■ ASSIGNMENT: In the records below, some lines contain the word "gets". Copy each of them.

- - - - - - -

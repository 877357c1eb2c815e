#![allow(dead_code)]
//! src/services/sync.rs
//!
//! Client-side view reconciliation. A `DeliveryView` mirrors one owner's
//! deliveries and refreshes by re-fetching the full set from the store —
//! change notifications and batch results are treated purely as "re-query
//! now" signals, never as authoritative data, since pushed payloads can be
//! stale relative to a concurrent dispatch write.
//!
//! Filtering is a pure function over the fetched set: same inputs, same
//! output, no external effects.

use crate::errors::DeliveryResult;
use crate::models::delivery::{DeliveryStatus, ScheduledDelivery};
use crate::services::schedule_store::ScheduleStore;
use crate::services::trigger::TriggerCoordinator;
use std::sync::Arc;
use tokio::sync::RwLock;
use tracing::warn;
use uuid::Uuid;

/// Tab selection in the owner's delivery listing.
#[derive(Clone, Copy, PartialEq, Eq, Debug)]
pub enum ViewTab {
    /// Everything.
    All,
    /// Still waiting to go out.
    Upcoming,
    /// Already resolved, one way or the other.
    History,
}

/// One owner's reconciled view of their scheduled deliveries.
pub struct DeliveryView {
    store: Arc<ScheduleStore>,
    owner_id: Uuid,
    deliveries: RwLock<Vec<ScheduledDelivery>>,
}

impl DeliveryView {
    pub fn new(store: Arc<ScheduleStore>, owner_id: Uuid) -> Arc<Self> {
        Arc::new(Self {
            store,
            owner_id,
            deliveries: RwLock::new(Vec::new()),
        })
    }

    /// Re-fetch the owner's full delivery set and replace local state
    /// wholesale. No incremental patching.
    pub async fn refresh(&self) -> DeliveryResult<()> {
        let fresh = self.store.list_by_owner(self.owner_id).await?;
        *self.deliveries.write().await = fresh;
        Ok(())
    }

    /// Current local copy of the delivery set.
    pub async fn snapshot(&self) -> Vec<ScheduledDelivery> {
        self.deliveries.read().await.clone()
    }

    /// Re-fetch whenever the coordinator finishes a run. The batch result
    /// itself is ignored; only its arrival matters.
    pub async fn follow(self: &Arc<Self>, coordinator: &TriggerCoordinator) {
        let view = Arc::clone(self);
        coordinator
            .subscribe(Box::new(move |_batch| {
                let view = Arc::clone(&view);
                tokio::spawn(async move {
                    if let Err(err) = view.refresh().await {
                        warn!("delivery view refresh failed: {}", err);
                    }
                });
            }))
            .await;
    }
}

/// Filter a delivery set for display.
///
/// Derivable from `(deliveries, query, statuses, tab)` alone. The status
/// set and the free-text query (matched case-insensitively against file
/// name and recipient) both narrow the tab's selection; an empty status
/// set means "any status".
pub fn filter_deliveries(
    deliveries: &[ScheduledDelivery],
    query: &str,
    statuses: &[DeliveryStatus],
    tab: ViewTab,
) -> Vec<ScheduledDelivery> {
    let needle = query.trim().to_lowercase();
    deliveries
        .iter()
        .filter(|d| match tab {
            ViewTab::All => true,
            ViewTab::Upcoming => d.status == DeliveryStatus::Pending,
            ViewTab::History => d.status != DeliveryStatus::Pending,
        })
        .filter(|d| statuses.is_empty() || statuses.contains(&d.status))
        .filter(|d| {
            needle.is_empty()
                || d.file_name.to_lowercase().contains(&needle)
                || d.recipient.to_lowercase().contains(&needle)
        })
        .cloned()
        .collect()
}
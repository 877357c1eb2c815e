//! src/services/access.rs
//!
//! Access resolution: turn an opaque token from a delivery email into a
//! live, time-bounded download link.

use crate::errors::DeliveryResult;
use crate::models::delivery::DeliveryStatus;
use crate::services::object_store::ObjectStore;
use crate::services::schedule_store::ScheduleStore;
use chrono::{DateTime, Utc};
use serde::Serialize;
use tracing::warn;

/// What a recipient gets back for a valid token.
#[derive(Serialize, Debug)]
pub struct AccessGrant {
    pub file_name: String,
    pub file_type: Option<String>,
    pub download_url: String,
}

/// Resolve `token` to a fresh signed download URL.
///
/// Unknown and malformed tokens fail identically (`NotFound`), so responses
/// carry no token-enumeration signal. A `pending` record is opportunistically
/// marked `sent` — link use is proof of delivery — but that bookkeeping
/// write is non-fatal: the recipient still gets their download URL if it
/// fails. The URL is minted fresh on every call and never persisted.
pub async fn resolve_by_token(
    store: &ScheduleStore,
    objects: &ObjectStore,
    token: &str,
    ttl_secs: u64,
    now: DateTime<Utc>,
) -> DeliveryResult<AccessGrant> {
    let record = store.get_by_token(token).await?;

    if record.status == DeliveryStatus::Pending {
        if let Err(err) = store.mark_accessed(record.id, now).await {
            warn!(
                "delivery {}: access-driven status write failed: {}",
                record.id, err
            );
        }
    }

    Ok(AccessGrant {
        file_name: record.file_name,
        file_type: record.file_type,
        download_url: objects.signed_url(&record.storage_ref, ttl_secs, now),
    })
}

#[cfg(test)]
mod tests {
    use super::*;
    use crate::errors::DeliveryError;
    use crate::testutil::{memory_pool, new_delivery};
    use chrono::Duration;
    use uuid::Uuid;

    fn objects(dir: &tempfile::TempDir) -> ObjectStore {
        ObjectStore::new(dir.path(), "http://localhost:3000", "test-signing-key")
    }

    #[tokio::test]
    async fn resolving_pending_record_grants_url_and_marks_sent() {
        let store = ScheduleStore::new(memory_pool().await);
        let dir = tempfile::tempdir().unwrap();
        let now = Utc::now();

        let record = store
            .insert(new_delivery(
                Uuid::new_v4(),
                "a@b.com",
                now + Duration::hours(1),
            ))
            .await
            .unwrap();

        let grant = resolve_by_token(&store, &objects(&dir), &record.access_token, 3600, now)
            .await
            .unwrap();
        assert_eq!(grant.file_name, record.file_name);
        assert!(grant.download_url.contains("/download/"));
        assert!(grant.download_url.contains("sig="));

        let current = store.get(record.id).await.unwrap();
        assert_eq!(current.status, DeliveryStatus::Sent);
        assert!(current.sent_at.is_some());
    }

    #[tokio::test]
    async fn resolving_sent_record_leaves_it_sent_and_mints_fresh_urls() {
        let store = ScheduleStore::new(memory_pool().await);
        let dir = tempfile::tempdir().unwrap();
        let objects = objects(&dir);
        let now = Utc::now();

        let record = store
            .insert(new_delivery(Uuid::new_v4(), "a@b.com", now))
            .await
            .unwrap();
        store.mark_sent(record.id, now).await.unwrap();

        let first = resolve_by_token(&store, &objects, &record.access_token, 3600, now)
            .await
            .unwrap();
        let later = resolve_by_token(
            &store,
            &objects,
            &record.access_token,
            3600,
            now + Duration::seconds(30),
        )
        .await
        .unwrap();

        // Each resolution signs anew; the expiry moves with the call.
        assert_ne!(first.download_url, later.download_url);
        assert_eq!(
            store.get(record.id).await.unwrap().status,
            DeliveryStatus::Sent
        );
    }

    #[tokio::test]
    async fn unknown_and_malformed_tokens_fail_identically() {
        let store = ScheduleStore::new(memory_pool().await);
        let dir = tempfile::tempdir().unwrap();
        let objects = objects(&dir);
        let now = Utc::now();

        let unknown = resolve_by_token(&store, &objects, &"f".repeat(64), 3600, now)
            .await
            .unwrap_err();
        let malformed = resolve_by_token(&store, &objects, "???", 3600, now)
            .await
            .unwrap_err();

        assert!(matches!(unknown, DeliveryError::NotFound(_)));
        assert_eq!(unknown.to_string(), malformed.to_string());
    }

    #[tokio::test]
    async fn failed_record_still_resolves_without_status_change() {
        let store = ScheduleStore::new(memory_pool().await);
        let dir = tempfile::tempdir().unwrap();
        let now = Utc::now();

        let record = store
            .insert(new_delivery(Uuid::new_v4(), "a@b.com", now))
            .await
            .unwrap();
        store.mark_failed(record.id, "smtp down", now).await.unwrap();

        let grant = resolve_by_token(&store, &objects(&dir), &record.access_token, 3600, now)
            .await
            .unwrap();
        assert!(!grant.download_url.is_empty());
        assert_eq!(
            store.get(record.id).await.unwrap().status,
            DeliveryStatus::Failed
        );
    }
}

- - - - - - -

■ OUTPUT OF THE TASK:
/// What a recipient gets back for a valid token.
/// write is non-fatal: the recipient still gets their download URL if it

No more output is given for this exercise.